**Description of the task**
The expected output is exactly the lines below, starting at the line with "the process environment" and ending at the line with "if let Some(flag)", both included; no other line belongs in it.

- Opening Delimiter -

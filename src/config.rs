//! Codec Configuration
//!
//! Settings that bound how much work a single encode/decode call may do:
//! - Maximum nesting depth of a type tree (type trees come from contract
//!   ABIs and are attacker-controllable)
//! - Size of the static layout a fixed-length array may expand to
//! - How many bytes a decode may read relative to its input, since dynamic
//!   offsets can alias one tail region many times over
//! - Whether completed calls are reported through the debug log
//!
//! The word size is not configurable: every coder assumes 32-byte words.

use serde::{Deserialize, Serialize};

use crate::abi::param::MAX_TYPE_DEPTH;
use crate::error::AbiResult;

/// Size of one ABI word in bytes
pub const WORD_SIZE: usize = 32;

/// Default cap on bytes read per input byte during a decode
pub const DEFAULT_MAX_INFLATION: usize = 1024;

/// Environment variable overriding `max_depth`
pub const ENV_MAX_DEPTH: &str = "ZOND_ABI_MAX_DEPTH";
/// Environment variable enabling call logging (`1`/`true`)
pub const ENV_LOG_CALLS: &str = "ZOND_ABI_LOG";

/// Codec settings
#[derive(Debug, Clone, PartialEq, Eq, Serialize, Deserialize)]
#[serde(default, rename_all = "camelCase")]
pub struct CoderSettings {
    /// Deepest array/tuple nesting accepted by the coder factory
    pub max_depth: usize,
    /// Largest static head, in words, of any fixed-length array or tuple
    pub max_static_words: usize,
    /// Bytes a decode may read per input byte; 0 disables the check
    pub max_inflation: usize,
    /// Emit a debug log entry for each completed encode/decode
    pub log_calls: bool,
}

impl Default for CoderSettings {
    fn default() -> Self {
        Self::standard()
    }
}

impl CoderSettings {
    /// Standard preset - suitable for any real contract ABI
    pub fn standard() -> Self {
        Self {
            max_depth: 32,
            max_static_words: 1 << 20,
            max_inflation: DEFAULT_MAX_INFLATION,
            log_calls: false,
        }
    }

    /// Strict preset - for decoding ABIs from untrusted sources
    pub fn strict() -> Self {
        Self {
            max_depth: 8,
            max_static_words: 1 << 14,
            max_inflation: 64,
            log_calls: false,
        }
    }

    /// Validate settings, returning the list of problems found
    pub fn validate(&self) -> Vec<String> {
        let mut issues = Vec::new();

        if self.max_depth == 0 {
            issues.push("max_depth must be at least 1".to_string());
        }
        if self.max_depth > MAX_TYPE_DEPTH {
            issues.push(format!(
                "max_depth {} exceeds the parser limit of {}",
                self.max_depth, MAX_TYPE_DEPTH
            ));
        }

        if self.max_static_words == 0 {
            issues.push("max_static_words must be at least 1".to_string());
        }

        issues
    }

    /// Parse settings from a JSON document; missing keys keep their defaults
    pub fn from_json(json: &str) -> AbiResult<Self> {
        Ok(serde_json::from_str(json)?)
    }

    /// Standard settings overridden by the process environment
    pub fn from_env() -> Self {
        Self::from_lookup(|key| std::env::var(key).ok())
    }

    fn from_lookup<F>(lookup: F) -> Self
    where
        F: Fn(&str) -> Option<String>,
    {
        let mut settings = Self::standard();

        if let Some(depth) = lookup(ENV_MAX_DEPTH).and_then(|v| v.trim().parse().ok()) {
            settings.max_depth = depth;
        }
        if let Some(flag) = lookup(ENV_LOG_CALLS) {
            settings.log_calls = matches!(flag.trim(), "1" | "true" | "yes");
        }

        settings
    }
}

- Closing Delimiter -

**Output below**
    /// Standard settings overridden by the process environment
    pub fn from_env() -> Self {
        Self::from_lookup(|key| std::env::var(key).ok())
    }

    fn from_lookup<F>(lookup: F) -> Self
    where
        F: Fn(&str) -> Option<String>,
    {
        let mut settings = Self::standard();

        if let Some(depth) = lookup(ENV_MAX_DEPTH).and_then(|v| v.trim().parse().ok()) {
            settings.max_depth = depth;
        }
        if let Some(flag) = lookup(ENV_LOG_CALLS) {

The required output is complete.